PROMPT ::
Exactly as written, transcribe the lines that run from the one containing "pub fn init_tracing()" to the end of the records below.

PROVIDED DATA ::
..........
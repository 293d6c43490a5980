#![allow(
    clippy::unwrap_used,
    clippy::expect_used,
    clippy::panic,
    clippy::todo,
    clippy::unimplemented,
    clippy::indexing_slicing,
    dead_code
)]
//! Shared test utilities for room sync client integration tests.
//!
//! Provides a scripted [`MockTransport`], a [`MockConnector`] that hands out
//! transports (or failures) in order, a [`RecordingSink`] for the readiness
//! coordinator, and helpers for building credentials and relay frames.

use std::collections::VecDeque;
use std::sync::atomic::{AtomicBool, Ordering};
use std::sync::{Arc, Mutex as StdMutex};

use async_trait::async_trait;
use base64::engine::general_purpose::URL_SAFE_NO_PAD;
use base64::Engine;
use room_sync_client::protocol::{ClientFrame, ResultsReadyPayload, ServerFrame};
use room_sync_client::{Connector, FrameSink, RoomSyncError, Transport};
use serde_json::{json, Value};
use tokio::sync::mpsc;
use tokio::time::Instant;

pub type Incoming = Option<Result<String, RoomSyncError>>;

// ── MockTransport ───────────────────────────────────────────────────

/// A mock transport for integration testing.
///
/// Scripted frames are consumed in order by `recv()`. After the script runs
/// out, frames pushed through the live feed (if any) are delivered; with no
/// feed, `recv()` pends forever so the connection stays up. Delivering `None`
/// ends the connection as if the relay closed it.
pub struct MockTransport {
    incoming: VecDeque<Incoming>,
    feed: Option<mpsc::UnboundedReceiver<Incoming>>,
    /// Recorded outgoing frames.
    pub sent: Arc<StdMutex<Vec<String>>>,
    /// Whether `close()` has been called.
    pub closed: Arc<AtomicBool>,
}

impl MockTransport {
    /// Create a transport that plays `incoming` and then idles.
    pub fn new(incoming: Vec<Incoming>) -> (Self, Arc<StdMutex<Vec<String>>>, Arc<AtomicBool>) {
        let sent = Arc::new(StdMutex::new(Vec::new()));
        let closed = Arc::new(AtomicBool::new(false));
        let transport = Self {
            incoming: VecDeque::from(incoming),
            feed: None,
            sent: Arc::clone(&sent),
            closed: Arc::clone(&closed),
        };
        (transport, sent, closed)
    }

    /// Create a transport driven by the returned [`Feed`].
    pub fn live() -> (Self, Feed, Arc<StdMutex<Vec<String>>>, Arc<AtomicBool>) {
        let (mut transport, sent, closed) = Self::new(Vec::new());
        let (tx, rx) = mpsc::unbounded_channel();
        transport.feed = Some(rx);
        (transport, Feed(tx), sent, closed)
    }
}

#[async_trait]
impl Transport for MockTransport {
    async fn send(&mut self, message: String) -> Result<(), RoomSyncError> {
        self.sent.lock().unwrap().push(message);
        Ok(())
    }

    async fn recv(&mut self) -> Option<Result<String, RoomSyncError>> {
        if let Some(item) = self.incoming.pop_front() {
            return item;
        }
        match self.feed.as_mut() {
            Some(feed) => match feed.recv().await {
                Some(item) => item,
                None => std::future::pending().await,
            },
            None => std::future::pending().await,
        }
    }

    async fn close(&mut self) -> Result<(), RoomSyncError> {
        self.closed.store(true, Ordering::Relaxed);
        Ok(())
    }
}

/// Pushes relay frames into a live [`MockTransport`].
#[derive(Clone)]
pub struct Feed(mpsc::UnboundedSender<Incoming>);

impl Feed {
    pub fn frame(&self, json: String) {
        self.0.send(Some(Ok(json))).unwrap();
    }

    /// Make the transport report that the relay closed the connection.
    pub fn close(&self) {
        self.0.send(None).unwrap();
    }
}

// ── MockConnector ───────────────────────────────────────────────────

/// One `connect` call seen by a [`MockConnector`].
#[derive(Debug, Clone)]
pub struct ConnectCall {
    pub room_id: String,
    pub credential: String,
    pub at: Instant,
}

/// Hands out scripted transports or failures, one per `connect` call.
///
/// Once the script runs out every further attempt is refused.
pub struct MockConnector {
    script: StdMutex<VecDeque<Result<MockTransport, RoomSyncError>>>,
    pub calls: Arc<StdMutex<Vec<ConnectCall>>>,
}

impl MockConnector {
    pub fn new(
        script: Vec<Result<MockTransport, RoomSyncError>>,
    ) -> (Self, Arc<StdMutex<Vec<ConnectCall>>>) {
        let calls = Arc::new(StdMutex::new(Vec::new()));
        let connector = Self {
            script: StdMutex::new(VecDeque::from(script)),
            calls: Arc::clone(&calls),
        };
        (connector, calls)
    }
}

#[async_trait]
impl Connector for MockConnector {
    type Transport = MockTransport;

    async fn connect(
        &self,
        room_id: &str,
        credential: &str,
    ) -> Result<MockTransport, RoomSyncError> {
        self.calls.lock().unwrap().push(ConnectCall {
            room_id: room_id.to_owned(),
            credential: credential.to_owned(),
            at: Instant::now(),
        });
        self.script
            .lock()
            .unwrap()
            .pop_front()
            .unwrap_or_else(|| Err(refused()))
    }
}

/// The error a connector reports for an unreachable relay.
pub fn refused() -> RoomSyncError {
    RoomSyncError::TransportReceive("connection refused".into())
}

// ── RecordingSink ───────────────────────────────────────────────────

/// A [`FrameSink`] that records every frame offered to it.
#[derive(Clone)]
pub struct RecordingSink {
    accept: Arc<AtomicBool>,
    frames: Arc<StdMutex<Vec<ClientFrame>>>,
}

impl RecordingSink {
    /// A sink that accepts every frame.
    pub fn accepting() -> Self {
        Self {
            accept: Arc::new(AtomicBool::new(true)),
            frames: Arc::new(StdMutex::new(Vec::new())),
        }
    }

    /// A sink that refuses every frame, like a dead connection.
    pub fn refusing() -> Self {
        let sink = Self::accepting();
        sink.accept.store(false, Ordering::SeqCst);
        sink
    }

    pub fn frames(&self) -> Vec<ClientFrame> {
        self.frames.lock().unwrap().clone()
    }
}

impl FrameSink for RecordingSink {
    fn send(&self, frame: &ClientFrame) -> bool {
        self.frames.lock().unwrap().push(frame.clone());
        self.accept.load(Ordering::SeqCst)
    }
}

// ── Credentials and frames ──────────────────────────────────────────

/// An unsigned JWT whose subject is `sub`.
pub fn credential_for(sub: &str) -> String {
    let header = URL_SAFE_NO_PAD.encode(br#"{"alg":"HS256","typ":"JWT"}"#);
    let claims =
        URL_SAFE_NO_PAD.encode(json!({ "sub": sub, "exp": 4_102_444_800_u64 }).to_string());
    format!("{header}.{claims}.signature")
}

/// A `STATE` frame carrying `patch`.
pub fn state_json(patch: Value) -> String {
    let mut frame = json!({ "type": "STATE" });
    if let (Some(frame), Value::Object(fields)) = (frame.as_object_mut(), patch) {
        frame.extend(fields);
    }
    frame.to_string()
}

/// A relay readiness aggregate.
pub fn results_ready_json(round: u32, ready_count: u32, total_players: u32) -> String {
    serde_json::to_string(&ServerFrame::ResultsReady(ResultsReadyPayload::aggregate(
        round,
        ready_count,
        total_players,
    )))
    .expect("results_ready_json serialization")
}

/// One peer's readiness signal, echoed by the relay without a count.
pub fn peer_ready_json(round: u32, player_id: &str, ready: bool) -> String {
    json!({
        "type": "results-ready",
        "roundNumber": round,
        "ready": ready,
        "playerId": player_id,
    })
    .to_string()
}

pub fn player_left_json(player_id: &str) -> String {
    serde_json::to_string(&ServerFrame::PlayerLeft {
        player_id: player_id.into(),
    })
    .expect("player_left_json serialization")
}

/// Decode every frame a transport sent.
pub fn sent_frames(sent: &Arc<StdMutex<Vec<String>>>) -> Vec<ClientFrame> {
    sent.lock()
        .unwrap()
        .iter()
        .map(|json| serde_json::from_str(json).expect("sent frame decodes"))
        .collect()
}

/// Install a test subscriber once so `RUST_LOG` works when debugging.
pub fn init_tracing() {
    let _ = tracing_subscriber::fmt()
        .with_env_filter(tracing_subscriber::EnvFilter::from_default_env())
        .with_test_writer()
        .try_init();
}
..........
OUTPUT FOR THIS TASK ::
pub fn init_tracing() {
    let _ = tracing_subscriber::fmt()
        .with_env_filter(tracing_subscriber::EnvFilter::from_default_env())
        .with_test_writer()
        .try_init();
}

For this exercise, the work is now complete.